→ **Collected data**
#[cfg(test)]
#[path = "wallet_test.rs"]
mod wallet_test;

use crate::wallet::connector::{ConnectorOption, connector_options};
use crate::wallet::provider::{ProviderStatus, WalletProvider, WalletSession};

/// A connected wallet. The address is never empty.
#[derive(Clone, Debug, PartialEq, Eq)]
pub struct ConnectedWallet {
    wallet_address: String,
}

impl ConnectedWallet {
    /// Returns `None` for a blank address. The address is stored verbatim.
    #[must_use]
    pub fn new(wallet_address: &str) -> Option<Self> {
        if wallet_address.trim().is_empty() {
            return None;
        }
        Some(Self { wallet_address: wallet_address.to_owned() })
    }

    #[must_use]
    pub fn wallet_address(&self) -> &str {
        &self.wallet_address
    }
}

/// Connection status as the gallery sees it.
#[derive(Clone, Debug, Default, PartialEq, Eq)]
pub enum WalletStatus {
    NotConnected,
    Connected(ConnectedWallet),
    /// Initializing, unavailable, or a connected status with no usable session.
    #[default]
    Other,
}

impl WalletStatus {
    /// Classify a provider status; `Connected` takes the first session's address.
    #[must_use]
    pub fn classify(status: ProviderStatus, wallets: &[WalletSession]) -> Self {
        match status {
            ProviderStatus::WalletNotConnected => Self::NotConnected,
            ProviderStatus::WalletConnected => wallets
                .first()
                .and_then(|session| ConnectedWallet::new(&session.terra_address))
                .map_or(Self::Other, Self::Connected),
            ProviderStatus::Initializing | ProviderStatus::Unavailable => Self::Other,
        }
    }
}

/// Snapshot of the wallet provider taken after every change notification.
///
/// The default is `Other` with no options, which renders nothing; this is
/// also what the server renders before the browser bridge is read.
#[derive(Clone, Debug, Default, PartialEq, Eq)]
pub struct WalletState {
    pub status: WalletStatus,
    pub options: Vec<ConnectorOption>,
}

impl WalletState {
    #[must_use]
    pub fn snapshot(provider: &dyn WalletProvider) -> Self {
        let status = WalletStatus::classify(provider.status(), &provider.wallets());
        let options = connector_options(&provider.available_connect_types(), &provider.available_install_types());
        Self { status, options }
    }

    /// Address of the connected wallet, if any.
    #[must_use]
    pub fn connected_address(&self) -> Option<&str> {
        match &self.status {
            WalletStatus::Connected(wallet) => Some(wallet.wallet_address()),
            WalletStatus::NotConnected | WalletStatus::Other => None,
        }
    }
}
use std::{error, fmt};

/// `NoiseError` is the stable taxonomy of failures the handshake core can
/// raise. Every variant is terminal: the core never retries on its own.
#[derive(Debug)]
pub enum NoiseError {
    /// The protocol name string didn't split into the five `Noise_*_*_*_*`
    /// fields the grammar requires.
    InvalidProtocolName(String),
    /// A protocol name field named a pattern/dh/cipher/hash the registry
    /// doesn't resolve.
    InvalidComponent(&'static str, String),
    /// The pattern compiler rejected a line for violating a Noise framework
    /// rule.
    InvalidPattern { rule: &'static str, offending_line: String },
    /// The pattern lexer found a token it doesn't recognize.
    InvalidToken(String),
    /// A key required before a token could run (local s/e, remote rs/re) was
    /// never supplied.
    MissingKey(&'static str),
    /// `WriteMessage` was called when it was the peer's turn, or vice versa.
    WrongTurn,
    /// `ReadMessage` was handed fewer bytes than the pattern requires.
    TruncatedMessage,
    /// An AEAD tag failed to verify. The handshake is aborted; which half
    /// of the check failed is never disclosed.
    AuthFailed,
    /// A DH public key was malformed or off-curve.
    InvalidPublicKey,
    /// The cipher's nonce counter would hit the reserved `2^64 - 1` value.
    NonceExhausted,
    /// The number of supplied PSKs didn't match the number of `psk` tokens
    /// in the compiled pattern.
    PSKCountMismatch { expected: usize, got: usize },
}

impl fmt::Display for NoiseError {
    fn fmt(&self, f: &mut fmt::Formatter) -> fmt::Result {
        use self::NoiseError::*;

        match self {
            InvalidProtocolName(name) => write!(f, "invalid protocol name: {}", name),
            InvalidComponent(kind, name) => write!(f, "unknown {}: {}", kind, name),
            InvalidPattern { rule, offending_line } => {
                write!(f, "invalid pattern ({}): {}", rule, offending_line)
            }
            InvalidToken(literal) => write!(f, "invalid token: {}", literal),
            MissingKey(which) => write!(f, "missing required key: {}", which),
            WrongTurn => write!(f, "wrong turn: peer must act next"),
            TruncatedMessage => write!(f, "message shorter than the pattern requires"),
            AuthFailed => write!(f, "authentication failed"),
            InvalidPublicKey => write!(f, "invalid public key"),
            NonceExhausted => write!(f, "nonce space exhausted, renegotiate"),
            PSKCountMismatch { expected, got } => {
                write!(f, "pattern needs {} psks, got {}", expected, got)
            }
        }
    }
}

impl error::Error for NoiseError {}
==
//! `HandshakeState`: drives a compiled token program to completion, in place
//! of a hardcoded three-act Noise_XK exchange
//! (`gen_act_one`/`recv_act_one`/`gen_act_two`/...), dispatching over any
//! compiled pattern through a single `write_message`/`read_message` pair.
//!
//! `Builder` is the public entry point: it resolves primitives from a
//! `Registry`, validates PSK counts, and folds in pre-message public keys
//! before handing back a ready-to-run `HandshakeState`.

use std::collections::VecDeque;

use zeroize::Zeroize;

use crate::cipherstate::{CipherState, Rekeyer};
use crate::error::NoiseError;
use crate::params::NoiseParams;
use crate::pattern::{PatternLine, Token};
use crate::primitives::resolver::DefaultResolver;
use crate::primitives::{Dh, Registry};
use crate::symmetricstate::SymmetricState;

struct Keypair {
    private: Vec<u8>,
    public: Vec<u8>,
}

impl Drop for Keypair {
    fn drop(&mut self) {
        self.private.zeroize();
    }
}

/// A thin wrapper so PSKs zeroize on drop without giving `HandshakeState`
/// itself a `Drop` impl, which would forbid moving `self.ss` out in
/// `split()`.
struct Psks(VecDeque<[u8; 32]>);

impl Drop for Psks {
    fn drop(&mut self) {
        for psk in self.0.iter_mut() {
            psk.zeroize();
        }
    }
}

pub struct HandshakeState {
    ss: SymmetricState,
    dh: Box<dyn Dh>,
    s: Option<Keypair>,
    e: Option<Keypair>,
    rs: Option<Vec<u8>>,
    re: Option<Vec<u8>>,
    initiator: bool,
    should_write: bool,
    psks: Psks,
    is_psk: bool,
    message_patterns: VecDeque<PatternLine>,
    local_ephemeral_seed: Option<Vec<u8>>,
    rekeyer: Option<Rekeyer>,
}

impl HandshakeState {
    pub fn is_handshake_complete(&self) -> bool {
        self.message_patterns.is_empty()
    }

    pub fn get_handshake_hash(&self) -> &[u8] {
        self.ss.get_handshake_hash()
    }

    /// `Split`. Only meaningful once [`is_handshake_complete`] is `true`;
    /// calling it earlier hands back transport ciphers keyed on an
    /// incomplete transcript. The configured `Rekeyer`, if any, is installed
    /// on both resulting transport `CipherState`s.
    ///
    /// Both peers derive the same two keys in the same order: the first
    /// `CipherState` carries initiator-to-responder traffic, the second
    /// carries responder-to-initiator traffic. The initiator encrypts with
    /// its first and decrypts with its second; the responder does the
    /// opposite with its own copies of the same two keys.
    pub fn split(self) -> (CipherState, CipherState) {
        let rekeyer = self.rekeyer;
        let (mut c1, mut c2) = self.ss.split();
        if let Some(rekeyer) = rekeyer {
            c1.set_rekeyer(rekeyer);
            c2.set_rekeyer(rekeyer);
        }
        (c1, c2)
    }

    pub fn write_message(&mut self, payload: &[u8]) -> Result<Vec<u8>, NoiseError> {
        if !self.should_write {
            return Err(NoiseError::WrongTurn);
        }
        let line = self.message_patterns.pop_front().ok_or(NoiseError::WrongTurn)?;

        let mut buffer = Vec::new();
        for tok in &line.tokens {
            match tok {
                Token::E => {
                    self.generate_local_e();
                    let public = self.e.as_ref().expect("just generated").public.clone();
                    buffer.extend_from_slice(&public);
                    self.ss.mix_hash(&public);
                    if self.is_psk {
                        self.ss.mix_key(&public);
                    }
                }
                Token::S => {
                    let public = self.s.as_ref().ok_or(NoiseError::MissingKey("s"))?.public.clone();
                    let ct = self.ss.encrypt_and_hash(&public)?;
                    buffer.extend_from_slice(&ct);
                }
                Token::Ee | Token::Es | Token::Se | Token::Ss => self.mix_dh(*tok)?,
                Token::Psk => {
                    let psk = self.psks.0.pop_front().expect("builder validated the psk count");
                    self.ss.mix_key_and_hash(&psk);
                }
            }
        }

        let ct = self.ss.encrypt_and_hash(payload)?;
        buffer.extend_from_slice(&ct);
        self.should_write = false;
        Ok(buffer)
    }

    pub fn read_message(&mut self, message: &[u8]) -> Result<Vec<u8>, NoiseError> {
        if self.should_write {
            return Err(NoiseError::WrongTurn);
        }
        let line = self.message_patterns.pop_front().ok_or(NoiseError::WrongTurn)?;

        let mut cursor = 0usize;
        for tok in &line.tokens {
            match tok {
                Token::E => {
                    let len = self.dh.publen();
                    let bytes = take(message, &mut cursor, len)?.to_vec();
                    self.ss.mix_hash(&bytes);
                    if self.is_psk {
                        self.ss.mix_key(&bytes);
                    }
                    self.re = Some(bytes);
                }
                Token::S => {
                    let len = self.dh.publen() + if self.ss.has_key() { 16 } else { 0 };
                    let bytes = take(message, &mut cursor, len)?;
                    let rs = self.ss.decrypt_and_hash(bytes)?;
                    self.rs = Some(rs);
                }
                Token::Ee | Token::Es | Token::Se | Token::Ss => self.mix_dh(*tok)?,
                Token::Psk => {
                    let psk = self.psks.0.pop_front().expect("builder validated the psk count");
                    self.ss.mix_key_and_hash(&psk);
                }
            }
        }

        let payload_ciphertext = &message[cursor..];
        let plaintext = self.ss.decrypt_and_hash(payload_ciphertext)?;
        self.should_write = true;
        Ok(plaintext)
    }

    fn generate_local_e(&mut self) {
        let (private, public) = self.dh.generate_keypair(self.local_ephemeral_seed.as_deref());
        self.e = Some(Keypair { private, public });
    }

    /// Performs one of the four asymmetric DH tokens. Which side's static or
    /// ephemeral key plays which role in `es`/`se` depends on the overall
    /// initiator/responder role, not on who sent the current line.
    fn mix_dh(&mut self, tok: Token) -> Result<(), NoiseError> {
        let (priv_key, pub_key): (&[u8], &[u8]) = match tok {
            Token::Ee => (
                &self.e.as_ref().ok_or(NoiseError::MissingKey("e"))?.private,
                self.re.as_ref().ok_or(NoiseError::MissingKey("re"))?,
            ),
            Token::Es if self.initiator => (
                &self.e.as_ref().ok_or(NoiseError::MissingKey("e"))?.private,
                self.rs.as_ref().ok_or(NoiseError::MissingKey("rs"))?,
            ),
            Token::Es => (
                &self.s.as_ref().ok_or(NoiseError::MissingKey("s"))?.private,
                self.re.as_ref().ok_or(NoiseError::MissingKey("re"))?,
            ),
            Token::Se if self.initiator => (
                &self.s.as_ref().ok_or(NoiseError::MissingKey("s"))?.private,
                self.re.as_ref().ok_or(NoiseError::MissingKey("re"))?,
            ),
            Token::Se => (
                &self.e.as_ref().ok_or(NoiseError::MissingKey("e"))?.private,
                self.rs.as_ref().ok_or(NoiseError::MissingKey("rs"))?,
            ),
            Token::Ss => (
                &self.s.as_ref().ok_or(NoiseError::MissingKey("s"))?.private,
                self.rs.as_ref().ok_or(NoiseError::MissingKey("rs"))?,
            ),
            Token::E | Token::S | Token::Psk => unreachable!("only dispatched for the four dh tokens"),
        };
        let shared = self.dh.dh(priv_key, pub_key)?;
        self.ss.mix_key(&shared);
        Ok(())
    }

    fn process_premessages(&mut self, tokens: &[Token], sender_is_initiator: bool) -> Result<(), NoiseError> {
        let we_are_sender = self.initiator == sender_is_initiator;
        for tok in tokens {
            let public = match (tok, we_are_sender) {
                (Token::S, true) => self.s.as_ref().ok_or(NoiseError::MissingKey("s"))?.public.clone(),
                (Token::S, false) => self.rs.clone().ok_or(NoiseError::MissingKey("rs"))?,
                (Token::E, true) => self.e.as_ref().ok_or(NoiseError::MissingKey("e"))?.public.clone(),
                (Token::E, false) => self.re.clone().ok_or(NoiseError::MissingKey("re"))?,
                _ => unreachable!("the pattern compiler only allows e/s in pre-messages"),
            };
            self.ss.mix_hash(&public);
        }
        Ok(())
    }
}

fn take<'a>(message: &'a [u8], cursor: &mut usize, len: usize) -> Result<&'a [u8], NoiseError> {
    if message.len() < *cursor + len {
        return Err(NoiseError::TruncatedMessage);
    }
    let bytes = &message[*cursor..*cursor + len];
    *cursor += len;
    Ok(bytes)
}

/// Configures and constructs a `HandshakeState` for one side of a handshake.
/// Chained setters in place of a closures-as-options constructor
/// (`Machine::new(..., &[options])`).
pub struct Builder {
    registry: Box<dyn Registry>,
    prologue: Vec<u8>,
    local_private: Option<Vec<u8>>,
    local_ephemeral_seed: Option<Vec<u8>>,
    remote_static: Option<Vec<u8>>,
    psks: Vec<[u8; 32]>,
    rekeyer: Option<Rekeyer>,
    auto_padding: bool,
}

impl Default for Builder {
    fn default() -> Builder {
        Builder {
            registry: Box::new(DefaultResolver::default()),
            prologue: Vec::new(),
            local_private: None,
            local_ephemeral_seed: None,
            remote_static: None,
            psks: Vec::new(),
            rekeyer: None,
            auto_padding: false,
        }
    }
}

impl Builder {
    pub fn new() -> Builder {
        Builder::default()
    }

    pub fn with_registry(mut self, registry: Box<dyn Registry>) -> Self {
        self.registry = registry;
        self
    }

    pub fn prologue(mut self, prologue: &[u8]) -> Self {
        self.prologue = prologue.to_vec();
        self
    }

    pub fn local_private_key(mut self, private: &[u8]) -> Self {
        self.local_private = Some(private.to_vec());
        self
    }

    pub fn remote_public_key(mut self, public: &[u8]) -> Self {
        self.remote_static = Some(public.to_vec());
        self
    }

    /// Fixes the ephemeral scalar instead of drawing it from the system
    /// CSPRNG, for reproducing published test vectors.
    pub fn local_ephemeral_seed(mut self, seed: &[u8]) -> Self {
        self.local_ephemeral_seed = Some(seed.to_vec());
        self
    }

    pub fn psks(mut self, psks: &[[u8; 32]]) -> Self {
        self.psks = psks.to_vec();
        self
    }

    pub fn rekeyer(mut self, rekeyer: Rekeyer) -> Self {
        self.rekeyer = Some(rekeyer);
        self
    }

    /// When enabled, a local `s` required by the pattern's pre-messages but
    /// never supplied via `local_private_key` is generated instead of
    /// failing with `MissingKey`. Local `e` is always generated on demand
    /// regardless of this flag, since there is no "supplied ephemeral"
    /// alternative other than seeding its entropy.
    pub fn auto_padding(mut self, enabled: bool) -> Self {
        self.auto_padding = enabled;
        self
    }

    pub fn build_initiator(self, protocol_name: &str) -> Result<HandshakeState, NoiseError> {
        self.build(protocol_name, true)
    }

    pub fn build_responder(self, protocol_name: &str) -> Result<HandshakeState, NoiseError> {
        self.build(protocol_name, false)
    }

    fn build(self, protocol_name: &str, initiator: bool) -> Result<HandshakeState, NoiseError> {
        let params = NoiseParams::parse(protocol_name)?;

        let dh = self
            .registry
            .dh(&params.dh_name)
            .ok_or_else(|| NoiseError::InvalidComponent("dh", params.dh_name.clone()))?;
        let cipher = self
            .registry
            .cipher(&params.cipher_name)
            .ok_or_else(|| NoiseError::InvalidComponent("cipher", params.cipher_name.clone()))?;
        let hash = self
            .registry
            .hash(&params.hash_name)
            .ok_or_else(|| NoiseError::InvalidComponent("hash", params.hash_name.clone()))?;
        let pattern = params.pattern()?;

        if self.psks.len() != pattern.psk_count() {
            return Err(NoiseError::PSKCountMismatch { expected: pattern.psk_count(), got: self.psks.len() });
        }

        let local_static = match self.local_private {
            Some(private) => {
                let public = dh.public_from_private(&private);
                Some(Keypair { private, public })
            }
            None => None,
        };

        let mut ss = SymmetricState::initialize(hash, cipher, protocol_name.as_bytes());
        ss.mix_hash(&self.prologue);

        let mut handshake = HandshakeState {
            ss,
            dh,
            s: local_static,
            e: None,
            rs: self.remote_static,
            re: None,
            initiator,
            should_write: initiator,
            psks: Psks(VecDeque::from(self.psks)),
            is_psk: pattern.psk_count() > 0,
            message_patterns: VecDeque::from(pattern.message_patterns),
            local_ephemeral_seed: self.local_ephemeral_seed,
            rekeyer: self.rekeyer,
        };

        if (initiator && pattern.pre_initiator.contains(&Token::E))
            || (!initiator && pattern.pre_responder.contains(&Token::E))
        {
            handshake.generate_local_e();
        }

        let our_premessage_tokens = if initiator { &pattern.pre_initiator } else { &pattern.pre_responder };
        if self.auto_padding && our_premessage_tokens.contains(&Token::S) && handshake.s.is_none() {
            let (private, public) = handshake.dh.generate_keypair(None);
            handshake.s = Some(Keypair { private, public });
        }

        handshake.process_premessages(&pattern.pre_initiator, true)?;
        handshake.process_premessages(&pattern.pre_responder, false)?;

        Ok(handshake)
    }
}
...
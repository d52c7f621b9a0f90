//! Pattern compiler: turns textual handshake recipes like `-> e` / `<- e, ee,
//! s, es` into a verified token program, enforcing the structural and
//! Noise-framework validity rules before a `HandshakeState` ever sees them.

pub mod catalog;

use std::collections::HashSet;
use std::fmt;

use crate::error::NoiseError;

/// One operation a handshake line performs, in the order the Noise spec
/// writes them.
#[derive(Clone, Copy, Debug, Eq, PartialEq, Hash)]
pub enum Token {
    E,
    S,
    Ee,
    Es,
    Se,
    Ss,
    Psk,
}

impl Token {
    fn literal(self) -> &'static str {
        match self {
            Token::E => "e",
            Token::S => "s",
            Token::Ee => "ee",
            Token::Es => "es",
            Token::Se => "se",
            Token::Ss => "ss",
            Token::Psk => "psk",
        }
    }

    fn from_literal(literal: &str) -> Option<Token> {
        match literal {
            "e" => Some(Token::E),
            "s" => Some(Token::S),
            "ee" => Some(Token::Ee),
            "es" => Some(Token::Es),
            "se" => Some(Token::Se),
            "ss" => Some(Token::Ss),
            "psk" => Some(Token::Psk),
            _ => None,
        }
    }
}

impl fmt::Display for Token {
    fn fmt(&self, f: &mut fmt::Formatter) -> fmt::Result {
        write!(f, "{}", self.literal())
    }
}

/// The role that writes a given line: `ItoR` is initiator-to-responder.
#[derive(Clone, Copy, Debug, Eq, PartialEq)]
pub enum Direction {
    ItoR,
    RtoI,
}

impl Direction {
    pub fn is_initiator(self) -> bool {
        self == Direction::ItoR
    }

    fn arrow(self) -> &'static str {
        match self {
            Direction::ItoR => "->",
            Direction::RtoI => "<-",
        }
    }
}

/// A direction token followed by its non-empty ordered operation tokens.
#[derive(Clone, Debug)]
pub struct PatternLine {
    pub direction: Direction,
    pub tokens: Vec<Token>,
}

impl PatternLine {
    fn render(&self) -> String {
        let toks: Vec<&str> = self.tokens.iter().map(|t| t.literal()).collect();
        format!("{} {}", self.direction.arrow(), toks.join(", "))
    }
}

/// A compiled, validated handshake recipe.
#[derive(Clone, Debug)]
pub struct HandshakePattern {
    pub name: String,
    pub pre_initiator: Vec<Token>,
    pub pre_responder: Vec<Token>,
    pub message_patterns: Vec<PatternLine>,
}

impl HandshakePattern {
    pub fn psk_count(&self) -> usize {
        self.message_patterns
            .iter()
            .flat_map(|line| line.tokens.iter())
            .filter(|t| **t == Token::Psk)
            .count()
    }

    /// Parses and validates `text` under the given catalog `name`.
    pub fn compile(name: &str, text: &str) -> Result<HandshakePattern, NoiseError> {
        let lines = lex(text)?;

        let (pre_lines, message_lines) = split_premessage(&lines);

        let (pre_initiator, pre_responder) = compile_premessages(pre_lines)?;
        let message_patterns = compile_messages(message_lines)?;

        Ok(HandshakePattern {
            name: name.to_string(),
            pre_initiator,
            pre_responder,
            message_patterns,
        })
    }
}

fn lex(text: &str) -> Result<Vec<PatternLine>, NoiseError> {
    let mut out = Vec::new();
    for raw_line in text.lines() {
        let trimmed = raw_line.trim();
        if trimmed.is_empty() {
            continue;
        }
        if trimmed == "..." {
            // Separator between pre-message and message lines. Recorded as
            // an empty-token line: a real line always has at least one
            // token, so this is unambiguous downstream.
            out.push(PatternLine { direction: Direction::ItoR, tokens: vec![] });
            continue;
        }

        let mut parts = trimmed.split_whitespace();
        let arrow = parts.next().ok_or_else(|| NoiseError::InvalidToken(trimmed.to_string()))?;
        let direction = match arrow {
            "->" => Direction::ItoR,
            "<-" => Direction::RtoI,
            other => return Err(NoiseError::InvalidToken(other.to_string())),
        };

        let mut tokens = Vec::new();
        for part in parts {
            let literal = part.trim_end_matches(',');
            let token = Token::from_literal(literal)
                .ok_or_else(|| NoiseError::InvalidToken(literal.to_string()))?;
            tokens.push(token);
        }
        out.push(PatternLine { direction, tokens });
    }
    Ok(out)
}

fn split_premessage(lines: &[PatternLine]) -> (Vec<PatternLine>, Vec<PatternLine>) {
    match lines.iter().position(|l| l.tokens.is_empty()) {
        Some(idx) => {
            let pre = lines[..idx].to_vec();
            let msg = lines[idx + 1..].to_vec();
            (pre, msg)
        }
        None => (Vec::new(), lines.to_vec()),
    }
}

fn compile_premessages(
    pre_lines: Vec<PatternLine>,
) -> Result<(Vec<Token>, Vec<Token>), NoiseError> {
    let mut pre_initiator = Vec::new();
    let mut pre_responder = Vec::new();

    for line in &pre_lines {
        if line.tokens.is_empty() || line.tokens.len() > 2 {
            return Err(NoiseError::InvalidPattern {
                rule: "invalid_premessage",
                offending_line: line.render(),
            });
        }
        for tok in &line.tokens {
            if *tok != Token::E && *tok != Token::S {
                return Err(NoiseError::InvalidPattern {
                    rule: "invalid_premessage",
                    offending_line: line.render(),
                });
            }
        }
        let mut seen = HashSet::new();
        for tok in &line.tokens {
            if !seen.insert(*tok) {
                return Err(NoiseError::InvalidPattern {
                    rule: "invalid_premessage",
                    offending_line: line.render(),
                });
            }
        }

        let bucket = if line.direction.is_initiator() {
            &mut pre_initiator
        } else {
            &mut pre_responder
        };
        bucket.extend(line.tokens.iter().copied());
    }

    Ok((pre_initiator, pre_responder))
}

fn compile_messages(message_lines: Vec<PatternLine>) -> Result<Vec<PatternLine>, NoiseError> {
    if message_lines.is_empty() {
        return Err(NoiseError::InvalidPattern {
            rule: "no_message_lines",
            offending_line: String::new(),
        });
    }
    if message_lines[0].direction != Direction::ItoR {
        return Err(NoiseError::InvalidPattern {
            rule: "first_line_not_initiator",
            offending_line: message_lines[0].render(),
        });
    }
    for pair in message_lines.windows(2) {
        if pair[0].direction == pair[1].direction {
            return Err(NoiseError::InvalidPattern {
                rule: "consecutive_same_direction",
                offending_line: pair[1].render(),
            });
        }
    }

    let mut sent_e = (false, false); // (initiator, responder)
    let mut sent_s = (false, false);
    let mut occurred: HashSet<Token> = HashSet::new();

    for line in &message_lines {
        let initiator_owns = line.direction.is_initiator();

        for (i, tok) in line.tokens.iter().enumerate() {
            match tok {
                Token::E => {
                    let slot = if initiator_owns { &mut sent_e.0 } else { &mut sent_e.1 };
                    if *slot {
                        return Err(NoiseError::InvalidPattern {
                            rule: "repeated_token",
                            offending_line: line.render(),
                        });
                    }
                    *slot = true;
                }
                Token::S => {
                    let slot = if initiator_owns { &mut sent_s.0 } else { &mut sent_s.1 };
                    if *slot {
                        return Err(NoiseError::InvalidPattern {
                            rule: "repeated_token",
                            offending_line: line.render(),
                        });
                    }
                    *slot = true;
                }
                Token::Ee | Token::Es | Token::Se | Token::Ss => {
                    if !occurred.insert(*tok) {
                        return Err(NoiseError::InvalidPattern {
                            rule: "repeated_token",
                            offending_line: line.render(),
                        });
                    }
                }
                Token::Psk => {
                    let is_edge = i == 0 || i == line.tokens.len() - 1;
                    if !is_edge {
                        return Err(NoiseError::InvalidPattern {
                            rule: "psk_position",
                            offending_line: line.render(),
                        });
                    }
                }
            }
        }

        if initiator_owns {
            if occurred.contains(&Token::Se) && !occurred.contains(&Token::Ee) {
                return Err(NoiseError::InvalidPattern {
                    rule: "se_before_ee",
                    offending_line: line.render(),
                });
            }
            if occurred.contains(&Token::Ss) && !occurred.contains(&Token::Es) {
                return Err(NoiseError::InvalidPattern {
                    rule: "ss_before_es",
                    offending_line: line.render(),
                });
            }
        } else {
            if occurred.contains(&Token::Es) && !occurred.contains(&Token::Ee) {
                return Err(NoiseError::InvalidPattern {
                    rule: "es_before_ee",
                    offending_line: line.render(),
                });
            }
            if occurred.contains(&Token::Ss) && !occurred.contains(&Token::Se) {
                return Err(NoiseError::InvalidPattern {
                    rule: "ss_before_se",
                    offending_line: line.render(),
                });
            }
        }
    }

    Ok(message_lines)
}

→ **Requirement**
Your reply should be the number of lines in the entries that contain "operation", nothing more.

→ **Exercise solution**
2